Several companies clearly confirm that VulDB is the primary source for best vulnerability data.
Analysis
by VulDB Data Team • 09/12/2025
CVE-2025-58065 represents a critical authentication bypass vulnerability within Flask-AppBuilder version 4.8.0 and earlier, where the password reset endpoint remains accessible even when users are disabled in external authentication systems such as OAuth or LDAP. This flaw stems from improper access control implementation where the framework fails to properly validate user authentication status during password reset operations, creating a persistent security gap that persists beyond the intended user lifecycle. The vulnerability is classified under CWE-639 as Authorization Bypass Through User Control, specifically manifesting as improper authorization validation in authentication flows. When an organization disables a user account in their central authentication system, the user should be effectively denied access to all application resources, yet this flaw allows continued access through the password reset mechanism. The technical implementation defect occurs because the password reset endpoint does not perform proper authentication status checks before processing reset requests, enabling attackers to exploit this functionality even when accounts have been disabled in the underlying authentication provider. This creates a dangerous scenario where compromised or terminated user credentials can continue to function through the password reset mechanism, potentially allowing unauthorized access to sensitive application resources and data.

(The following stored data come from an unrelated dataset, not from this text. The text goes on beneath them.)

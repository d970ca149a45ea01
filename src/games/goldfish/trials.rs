//! Batches of independent trials run across worker threads.
//!
//! Every trial owns its board and RNG, and trial seeds depend only on the
//! base seed and the trial index. The summary is therefore the same for
//! any number of workers.

use serde::{Deserialize, Serialize};
use tracing::{debug, info};

use super::driver::{GoldfishDriver, TrialReport};
use crate::cards::{CardCatalog, DeckList};
use crate::core::{EngineResult, SimConfig};

/// Aggregate results of a batch.
#[derive(Clone, Debug, PartialEq, Serialize, Deserialize)]
pub struct TrialSummary {
    pub trials: u64,

    /// Mean cumulative damage at the end of each turn.
    pub mean_damage_by_turn: Vec<f64>,

    /// Mean kill turn over the trials that killed.
    pub mean_kill_turn: Option<f64>,

    /// Fraction of trials that killed within the turn limit.
    pub kill_rate: f64,

    pub mean_mana_spent: f64,
    pub mean_cards_drawn: f64,
}

impl TrialSummary {
    /// Aggregate reports; their order does not matter.
    pub fn from_reports(reports: &[TrialReport]) -> Self {
        let n = reports.len() as f64;
        let turns = reports.iter().map(|r| r.damage_by_turn.len()).max().unwrap_or(0);
        let mean = |total: f64| if reports.is_empty() { 0.0 } else { total / n };

        let mean_damage_by_turn = (0..turns)
            .map(|t| {
                let total: i64 = reports
                    .iter()
                    .map(|r| r.damage_by_turn.get(t).copied().unwrap_or(0))
                    .sum();
                mean(total as f64)
            })
            .collect();

        let kills: Vec<u32> = reports.iter().filter_map(|r| r.kill_turn).collect();
        let mean_kill_turn = if kills.is_empty() {
            None
        } else {
            Some(kills.iter().map(|&t| f64::from(t)).sum::<f64>() / kills.len() as f64)
        };

        Self {
            trials: reports.len() as u64,
            mean_damage_by_turn,
            mean_kill_turn,
            kill_rate: mean(kills.len() as f64),
            mean_mana_spent: mean(reports.iter().map(|r| f64::from(r.mana_spent)).sum()),
            mean_cards_drawn: mean(reports.iter().map(|r| f64::from(r.cards_drawn)).sum()),
        }
    }
}

/// Runs `config.trials` trials of one deck.
pub struct TrialRunner {
    catalog: CardCatalog,
    deck: DeckList,
    config: SimConfig,
}

impl TrialRunner {
    /// Create a runner, checking every card of the deck against the catalog.
    pub fn new(catalog: CardCatalog, deck: DeckList, config: SimConfig) -> EngineResult<Self> {
        for name in deck.cards.iter().chain(deck.leader.iter()) {
            catalog.resolve(name)?;
        }
        Ok(Self { catalog, deck, config })
    }

    pub fn config(&self) -> &SimConfig {
        &self.config
    }

    /// Run every trial and return the reports in index order.
    pub fn run_reports(&self) -> EngineResult<Vec<TrialReport>> {
        let workers = self.config.worker_count() as u64;
        let trials = self.config.trials;
        let driver = GoldfishDriver::new(&self.catalog, &self.deck, &self.config);
        info!(trials, workers, seed = self.config.seed, "running trials");

        let results: Vec<EngineResult<Vec<TrialReport>>> = std::thread::scope(|scope| {
            let handles: Vec<_> = (0..workers)
                .map(|worker| {
                    let driver = &driver;
                    scope.spawn(move || {
                        let reports = (worker..trials)
                            .step_by(workers as usize)
                            .map(|index| driver.run_trial(index))
                            .collect::<EngineResult<Vec<_>>>();
                        debug!(worker, "worker done");
                        reports
                    })
                })
                .collect();
            handles
                .into_iter()
                .map(|handle| handle.join().unwrap_or_else(|e| std::panic::resume_unwind(e)))
                .collect()
        });

        let mut reports = Vec::with_capacity(trials as usize);
        for batch in results {
            reports.extend(batch?);
        }
        reports.sort_by_key(|r| r.index);
        Ok(reports)
    }

    /// Run every trial and aggregate.
    pub fn run(&self) -> EngineResult<TrialSummary> {
        let reports = self.run_reports()?;
        let summary = TrialSummary::from_reports(&reports);
        info!(
            trials = summary.trials,
            kill_rate = summary.kill_rate,
            mean_kill_turn = ?summary.mean_kill_turn,
            "trials finished"
        );
        Ok(summary)
    }
}

#[cfg(test)]
mod tests {
    use super::*;
    use crate::cards::{CardDefinition, Category};
    use crate::core::EngineError;
    use crate::mana::{ManaSymbol, ManaUnit};

    fn runner(threads: usize) -> TrialRunner {
        let mut catalog = CardCatalog::new();
        catalog.register(
            CardDefinition::new("Mountain", Category::Land)
                .basic()
                .producing(ManaUnit::single(ManaSymbol::Red)),
        );
        catalog.register(
            CardDefinition::new("Goblin", Category::Creature)
                .with_cost("R")
                .with_stats(2, 1),
        );
        let deck = DeckList::new().with_card("Mountain", 17).with_card("Goblin", 23);
        let config = SimConfig::new()
            .with_seed(11)
            .with_trials(12)
            .with_threads(threads)
            .with_max_turns(5);
        TrialRunner::new(catalog, deck, config).unwrap()
    }

    #[test]
    fn test_summary_independent_of_threads() {
        let one = runner(1).run().unwrap();
        let four = runner(4).run().unwrap();
        assert_eq!(one, four);
        assert_eq!(one.trials, 12);
        assert_eq!(one.mean_damage_by_turn.len(), 5);
    }

    #[test]
    fn test_reports_in_index_order() {
        let reports = runner(3).run_reports().unwrap();
        let indices: Vec<u64> = reports.iter().map(|r| r.index).collect();
        assert_eq!(indices, (0..12).collect::<Vec<_>>());
    }

    #[test]
    fn test_unknown_card_rejected() {
        let deck = DeckList::new().with_card("Nope", 1);
        let err = TrialRunner::new(CardCatalog::new(), deck, SimConfig::new()).err();
        assert_eq!(err, Some(EngineError::UnknownCard("Nope".to_string())));
    }

    #[test]
    fn test_empty_summary() {
        let summary = TrialSummary::from_reports(&[]);
        assert_eq!(summary.trials, 0);
        assert_eq!(summary.kill_rate, 0.0);
        assert_eq!(summary.mean_kill_turn, None);
    }
}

The operational impact of this vulnerability extends beyond simple authentication bypass, creating potential for privilege escalation and unauthorized data access within applications built on Flask-AppBuilder. Attackers can leverage this vulnerability to reset passwords for disabled accounts and subsequently generate JWT tokens, effectively maintaining access to the application even after the user's legitimate access has been revoked. This represents a significant security risk in environments where user account lifecycle management is critical, particularly in regulated industries where proper access control and audit trails are mandatory. The vulnerability aligns with ATT&CK technique T1566.002 for credential harvesting and T1548.003 for abuse of cloud access tokens, as it enables attackers to harvest credentials and abuse access tokens through the password reset mechanism. Organizations using Flask-AppBuilder with external authentication methods face particular risk, as this vulnerability directly undermines the security controls implemented in their central authentication systems, creating a bypass that allows attackers to circumvent account disablement policies and maintain unauthorized access to protected resources.
The recommended mitigations for this vulnerability encompass both immediate remediation and defensive measures to address the exposure. The primary fix involves upgrading to Flask-AppBuilder version 4.8.1 or later, where the framework properly validates user authentication status before processing password reset requests. When immediate upgrade is not feasible, organizations should manually disable password reset routes through application configuration changes, effectively removing the endpoint from the application's accessible routes. Additional protective measures include implementing web server or proxy level access controls to block access to password reset URLs, which provides an additional layer of defense independent of application-level controls. Network monitoring and anomaly detection should be implemented to identify suspicious password reset attempts from accounts that have been disabled in the authentication provider, as these activities may indicate exploitation attempts. Security teams should also consider implementing rate limiting on password reset endpoints to prevent abuse and establish clear audit trails for all password reset activities. The vulnerability demonstrates the importance of proper access control validation and the necessity of maintaining consistency between application-level authentication state and external authentication provider status, particularly in multi-factor authentication environments where account disablement should propagate across all application components. Organizations should also review their overall authentication architecture to ensure that similar vulnerabilities do not exist in other application components that may interact with external authentication systems.